Problem statement
Would you please transcribe, exactly as written, the lines of the entries below starting at the one that holds "impl SchemaInspector for" and ending at the one that holds "let columns: Vec<ColumnDescriptor>", both included?

[Stored data entries]

..............................

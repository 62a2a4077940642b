//! Catalog queries for PostgreSQL tables.

use async_trait::async_trait;
use tracing::debug;

use super::connection::PgDatabase;
use crate::core::schema::{ColumnDescriptor, IndexDescriptor, TableRef};
use crate::core::traits::SchemaInspector;
use crate::error::Result;

/// Unqualified tables resolve against the first schema on the search path.
const COLUMNS_QUERY: &str = r#"
    SELECT
        column_name::text,
        udt_name::text,
        COALESCE(character_maximum_length, 0)::int4,
        CASE WHEN data_type = 'numeric' THEN COALESCE(numeric_precision, 0) ELSE 0 END::int4,
        CASE WHEN data_type = 'numeric' THEN COALESCE(numeric_scale, 0) ELSE 0 END::int4,
        is_nullable::text = 'YES'
    FROM information_schema.columns
    WHERE table_schema::text = COALESCE($1::text, current_schema())
      AND table_name::text = $2::text
    ORDER BY ordinal_position
"#;

/// Key columns only; expression and partial indexes are left out.
const INDEXES_QUERY: &str = r#"
    SELECT
        i.relname::text AS index_name,
        ix.indisunique,
        ix.indisprimary,
        array_agg(a.attname::text ORDER BY array_position(ix.indkey::int2[], a.attnum)) AS columns
    FROM pg_catalog.pg_index ix
    JOIN pg_catalog.pg_class i ON i.oid = ix.indexrelid
    JOIN pg_catalog.pg_class t ON t.oid = ix.indrelid
    JOIN pg_catalog.pg_namespace n ON n.oid = t.relnamespace
    JOIN pg_catalog.pg_attribute a
      ON a.attrelid = t.oid
     AND a.attnum = ANY((ix.indkey::int2[])[0:ix.indnkeyatts - 1])
    WHERE n.nspname = COALESCE($1::text, current_schema())
      AND t.relname = $2::text
      AND ix.indexprs IS NULL
      AND ix.indpred IS NULL
    GROUP BY i.relname, ix.indisunique, ix.indisprimary
    ORDER BY i.relname
"#;

#[async_trait]
impl SchemaInspector for PgDatabase {
    async fn describe_columns(&self, table: &TableRef) -> Result<Vec<ColumnDescriptor>> {
        let client = self.acquire("describing columns").await?;
        let schema = table.schema.as_deref();
        let rows = client
            .query(COLUMNS_QUERY, &[&schema, &table.name])
            .await?;

        let columns: Vec<ColumnDescriptor> = rows
            .iter()
            .map(|row| -> Result<ColumnDescriptor> {
                Ok(ColumnDescriptor {
                    name: row.try_get(0)?,
                    data_type: row.try_get(1)?,
                    max_length: row.try_get(2)?,
                    precision: row.try_get(3)?,
                    scale: row.try_get(4)?,
                    nullable: row.try_get(5)?,
                })
            })
            .collect::<Result<_>>()?;

        debug!(
            "Loaded {} columns for {} from {}",
            columns.len(),
            table,
            self.endpoint()
        );
        Ok(columns)
    }

    async fn describe_indexes(&self, table: &TableRef) -> Result<Vec<IndexDescriptor>> {
        let client = self.acquire("describing indexes").await?;
        let schema = table.schema.as_deref();
        let rows = client
            .query(INDEXES_QUERY, &[&schema, &table.name])
            .await?;

        let indexes: Vec<IndexDescriptor> = rows
            .iter()
            .map(|row| -> Result<IndexDescriptor> {
                Ok(IndexDescriptor {
                    name: row.try_get(0)?,
                    is_unique: row.try_get(1)?,
                    is_primary: row.try_get(2)?,
                    columns: row.try_get(3)?,
                })
            })
            .collect::<Result<_>>()?;

        debug!("Loaded {} indexes for {}", indexes.len(), table);
        Ok(indexes)
    }

    fn close(&self) {
        self.close_pool();
    }
}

..............................

Written answer
impl SchemaInspector for PgDatabase {
    async fn describe_columns(&self, table: &TableRef) -> Result<Vec<ColumnDescriptor>> {
        let client = self.acquire("describing columns").await?;
        let schema = table.schema.as_deref();
        let rows = client
            .query(COLUMNS_QUERY, &[&schema, &table.name])
            .await?;

        let columns: Vec<ColumnDescriptor> = rows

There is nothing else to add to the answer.